[[ Material to process, beginning ]]

//! Worker configuration loaded from environment variables.

use std::net::SocketAddr;
use std::str::FromStr;
use std::time::Duration;

use outbox::PublisherConfig;

use crate::error::ConfigError;

/// Which repository backend to run against.
#[derive(Debug, Clone, Copy, PartialEq, Eq, Default)]
pub enum StoreKind {
    #[default]
    Memory,
    Postgres,
}

/// Where published events go.
#[derive(Debug, Clone, Copy, PartialEq, Eq, Default)]
pub enum BrokerKind {
    #[default]
    Memory,
    Redis,
}

#[derive(Debug, Clone, Copy, PartialEq, Eq, Default)]
pub enum LogFormat {
    #[default]
    Text,
    Json,
}

/// Worker configuration with sensible defaults.
///
/// Reads from environment variables:
/// - `STORE`: `memory` or `postgres` (default: `memory`)
/// - `DATABASE_URL`: required when `STORE=postgres`
/// - `BROKER`: `memory` or `redis` (default: `memory`)
/// - `REDIS_URL`: default `redis://127.0.0.1:6379`
/// - `OUTBOX_POLL_INTERVAL_MS`, `OUTBOX_BATCH_SIZE`, `OUTBOX_MAX_RETRIES`,
///   `OUTBOX_RETENTION_SECS`: publisher tuning (defaults 1000, 100, 10, 604800)
/// - `SWEEP_INTERVAL_MS`, `SWEEP_BATCH_SIZE`: expiry sweeper (defaults 30000, 100)
/// - `REAPER_INTERVAL_SECS`: retention reaper (default 3600)
/// - `METRICS_ADDR`: Prometheus listener (default `0.0.0.0:9000`)
/// - `LOG_FORMAT`: `text` or `json` (default: `text`)
/// - `RUST_LOG`: tracing filter directive (default: `info`)
#[derive(Debug, Clone)]
pub struct Config {
    pub store: StoreKind,
    pub database_url: Option<String>,
    pub broker: BrokerKind,
    pub redis_url: String,
    pub publisher: PublisherConfig,
    pub sweep_interval: Duration,
    pub sweep_batch_size: usize,
    pub reaper_interval: Duration,
    pub metrics_addr: SocketAddr,
    pub log_format: LogFormat,
    pub log_level: String,
}

impl Config {
    /// Loads configuration from environment variables, falling back to defaults.
    pub fn from_env() -> Result<Self, ConfigError> {
        Self::from_lookup(|key| std::env::var(key).ok())
    }

    /// Loads configuration from an arbitrary key lookup.
    pub fn from_lookup(lookup: impl Fn(&str) -> Option<String>) -> Result<Self, ConfigError> {
        let defaults = Self::default();

        let store = match lookup("STORE").as_deref() {
            None | Some("memory") => StoreKind::Memory,
            Some("postgres") => StoreKind::Postgres,
            Some(other) => return Err(ConfigError::invalid("STORE", other)),
        };
        let database_url = lookup("DATABASE_URL");
        if store == StoreKind::Postgres && database_url.is_none() {
            return Err(ConfigError::Missing("DATABASE_URL"));
        }

        let broker = match lookup("BROKER").as_deref() {
            None | Some("memory") => BrokerKind::Memory,
            Some("redis") => BrokerKind::Redis,
            Some(other) => return Err(ConfigError::invalid("BROKER", other)),
        };

        let log_format = match lookup("LOG_FORMAT").as_deref() {
            None | Some("text") => LogFormat::Text,
            Some("json") => LogFormat::Json,
            Some(other) => return Err(ConfigError::invalid("LOG_FORMAT", other)),
        };

        let publisher = PublisherConfig {
            poll_interval: Duration::from_millis(parse_positive(
                &lookup,
                "OUTBOX_POLL_INTERVAL_MS",
                defaults.publisher.poll_interval.as_millis() as u64,
            )?),
            batch_size: parse_positive(
                &lookup,
                "OUTBOX_BATCH_SIZE",
                defaults.publisher.batch_size,
            )?,
            max_retries: parse_positive(
                &lookup,
                "OUTBOX_MAX_RETRIES",
                defaults.publisher.max_retries,
            )?,
            retention: Duration::from_secs(parse(
                &lookup,
                "OUTBOX_RETENTION_SECS",
                defaults.publisher.retention.as_secs(),
            )?),
            ..defaults.publisher
        };

        Ok(Self {
            store,
            database_url,
            broker,
            redis_url: lookup("REDIS_URL").unwrap_or(defaults.redis_url),
            publisher,
            sweep_interval: Duration::from_millis(parse_positive(
                &lookup,
                "SWEEP_INTERVAL_MS",
                defaults.sweep_interval.as_millis() as u64,
            )?),
            sweep_batch_size: parse_positive(
                &lookup,
                "SWEEP_BATCH_SIZE",
                defaults.sweep_batch_size,
            )?,
            reaper_interval: Duration::from_secs(parse_positive(
                &lookup,
                "REAPER_INTERVAL_SECS",
                defaults.reaper_interval.as_secs(),
            )?),
            metrics_addr: parse(&lookup, "METRICS_ADDR", defaults.metrics_addr)?,
            log_format,
            log_level: lookup("RUST_LOG").unwrap_or(defaults.log_level),
        })
    }
}

fn parse<T: FromStr>(
    lookup: &impl Fn(&str) -> Option<String>,
    key: &'static str,
    default: T,
) -> Result<T, ConfigError> {
    match lookup(key) {
        Some(raw) => raw.parse().map_err(|_| ConfigError::invalid(key, &raw)),
        None => Ok(default),
    }
}

/// Like [`parse`], but rejects zero and negative values. Intervals and batch
/// sizes must be positive for the poll loops to make progress.
fn parse_positive<T: FromStr + PartialOrd + Default>(
    lookup: &impl Fn(&str) -> Option<String>,
    key: &'static str,
    default: T,
) -> Result<T, ConfigError> {
    let value = parse(lookup, key, default)?;
    if value <= T::default() {
        return Err(ConfigError::invalid(key, &lookup(key).unwrap_or_default()));
    }
    Ok(value)
}

impl Default for Config {
    fn default() -> Self {
        Self {
            store: StoreKind::Memory,
            database_url: None,
            broker: BrokerKind::Memory,
            redis_url: "redis://127.0.0.1:6379".to_string(),
            publisher: PublisherConfig::default(),
            sweep_interval: Duration::from_secs(30),
            sweep_batch_size: 100,
            reaper_interval: Duration::from_secs(3600),
            metrics_addr: SocketAddr::from(([0, 0, 0, 0], 9000)),
            log_format: LogFormat::Text,
            log_level: "info".to_string(),
        }
    }
}

#[cfg(test)]
mod tests {
    use std::collections::HashMap;

    use super::*;

    fn load(pairs: &[(&str, &str)]) -> Result<Config, ConfigError> {
        let vars: HashMap<String, String> = pairs
            .iter()
            .map(|(k, v)| (k.to_string(), v.to_string()))
            .collect();
        Config::from_lookup(|key| vars.get(key).cloned())
    }

    #[test]
    fn test_default_values() {
        let config = load(&[]).unwrap();
        assert_eq!(config.store, StoreKind::Memory);
        assert_eq!(config.broker, BrokerKind::Memory);
        assert_eq!(config.publisher.poll_interval, Duration::from_secs(1));
        assert_eq!(config.publisher.batch_size, 100);
        assert_eq!(config.publisher.max_retries, 10);
        assert_eq!(config.publisher.retention, Duration::from_secs(604_800));
        assert_eq!(config.sweep_batch_size, 100);
        assert_eq!(config.metrics_addr.port(), 9000);
        assert_eq!(config.log_format, LogFormat::Text);
        assert_eq!(config.log_level, "info");
    }

    #[test]
    fn test_overrides() {
        let config = load(&[
            ("STORE", "postgres"),
            ("DATABASE_URL", "postgres://localhost/wms"),
            ("BROKER", "redis"),
            ("OUTBOX_POLL_INTERVAL_MS", "250"),
            ("OUTBOX_MAX_RETRIES", "3"),
            ("SWEEP_INTERVAL_MS", "5000"),
            ("METRICS_ADDR", "127.0.0.1:9100"),
            ("LOG_FORMAT", "json"),
        ])
        .unwrap();
        assert_eq!(config.store, StoreKind::Postgres);
        assert_eq!(config.database_url.as_deref(), Some("postgres://localhost/wms"));
        assert_eq!(config.broker, BrokerKind::Redis);
        assert_eq!(config.publisher.poll_interval, Duration::from_millis(250));
        assert_eq!(config.publisher.max_retries, 3);
        assert_eq!(config.publisher.cleanup_every, 60);
        assert_eq!(config.sweep_interval, Duration::from_secs(5));
        assert_eq!(config.metrics_addr.to_string(), "127.0.0.1:9100");
        assert_eq!(config.log_format, LogFormat::Json);
    }

    #[test]
    fn test_postgres_requires_database_url() {
        let err = load(&[("STORE", "postgres")]).unwrap_err();
        assert!(matches!(err, ConfigError::Missing("DATABASE_URL")));
    }

    #[test]
    fn test_rejects_bad_values() {
        let err = load(&[("OUTBOX_BATCH_SIZE", "lots")]).unwrap_err();
        assert_eq!(err.to_string(), "Invalid value for OUTBOX_BATCH_SIZE: lots");
        assert!(load(&[("BROKER", "kafka")]).is_err());
    }

    #[test]
    fn test_rejects_zero_intervals_and_batch_sizes() {
        for key in [
            "OUTBOX_POLL_INTERVAL_MS",
            "OUTBOX_BATCH_SIZE",
            "OUTBOX_MAX_RETRIES",
            "SWEEP_INTERVAL_MS",
            "SWEEP_BATCH_SIZE",
            "REAPER_INTERVAL_SECS",
        ] {
            let err = load(&[(key, "0")]).unwrap_err();
            assert_eq!(err.to_string(), format!("Invalid value for {key}: 0"));
        }
        assert!(load(&[("OUTBOX_MAX_RETRIES", "-1")]).is_err());
        // Zero retention just deletes published rows on every cleanup.
        assert!(load(&[("OUTBOX_RETENTION_SECS", "0")]).is_ok());
    }
}
//! Worker entry point.

use metrics_exporter_prometheus::PrometheusBuilder;
use sqlx::postgres::PgPoolOptions;
use store::{InMemoryStore, PostgresStore};
use tokio::signal;
use tokio_util::sync::CancellationToken;
use worker::{Config, StoreKind, Worker, WorkerError};

const MAX_DB_CONNECTIONS: u32 = 10;

/// Waits for a shutdown signal (SIGINT or SIGTERM).
async fn shutdown_signal() {
    let ctrl_c = async {
        signal::ctrl_c()
            .await
            .expect("failed to install SIGINT handler");
    };

    #[cfg(unix)]
    let terminate = async {
        signal::unix::signal(signal::unix::SignalKind::terminate())
            .expect("failed to install SIGTERM handler")
            .recv()
            .await;
    };

    #[cfg(not(unix))]
    let terminate = std::future::pending::<()>();

    tokio::select! {
        () = ctrl_c => {
            tracing::info!("received SIGINT, starting graceful shutdown");
        }
        () = terminate => {
            tracing::info!("received SIGTERM, starting graceful shutdown");
        }
    }
}

#[tokio::main]
async fn main() -> Result<(), WorkerError> {
    // 1. Configuration and tracing
    let config = Config::from_env()?;
    worker::init_tracing(&config);

    // 2. Prometheus exporter with its own HTTP listener
    PrometheusBuilder::new()
        .with_http_listener(config.metrics_addr)
        .install()?;
    tracing::info!(addr = %config.metrics_addr, "metrics exporter listening");

    // 3. Shutdown wiring
    let shutdown = CancellationToken::new();
    let trigger = shutdown.clone();
    tokio::spawn(async move {
        shutdown_signal().await;
        trigger.cancel();
    });

    // 4. Broker and store, then run until shutdown
    let broker = worker::connect_broker(&config).await?;
    match config.store {
        StoreKind::Memory => {
            tracing::warn!("running against the in-memory store; nothing is persisted");
            let store = InMemoryStore::new();
            Worker::new(
                &config,
                store.outbox(),
                store.reservations(),
                store.allocations(),
                store.transactions(),
                broker,
            )
            .run(shutdown)
            .await;
        }
        StoreKind::Postgres => {
            let url = config
                .database_url
                .as_deref()
                .ok_or(worker::ConfigError::Missing("DATABASE_URL"))?;
            let pool = PgPoolOptions::new()
                .max_connections(MAX_DB_CONNECTIONS)
                .connect(url)
                .await?;
            let store = PostgresStore::new(pool);
            store.run_migrations().await?;
            tracing::info!("database migrations applied");

            Worker::new(
                &config,
                store.outbox(),
                store.reservations(),
                store.allocations(),
                store.transactions(),
                broker,
            )
            .run(shutdown)
            .await;
        }
    }

    tracing::info!("worker shut down gracefully");
    Ok(())
}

[[ Material to process, end ]]

Filter the entries above and return only the lines holding "SIGTERM".

Exercise answer:
/// Waits for a shutdown signal (SIGINT or SIGTERM).
            .expect("failed to install SIGTERM handler")
            tracing::info!("received SIGTERM, starting graceful shutdown");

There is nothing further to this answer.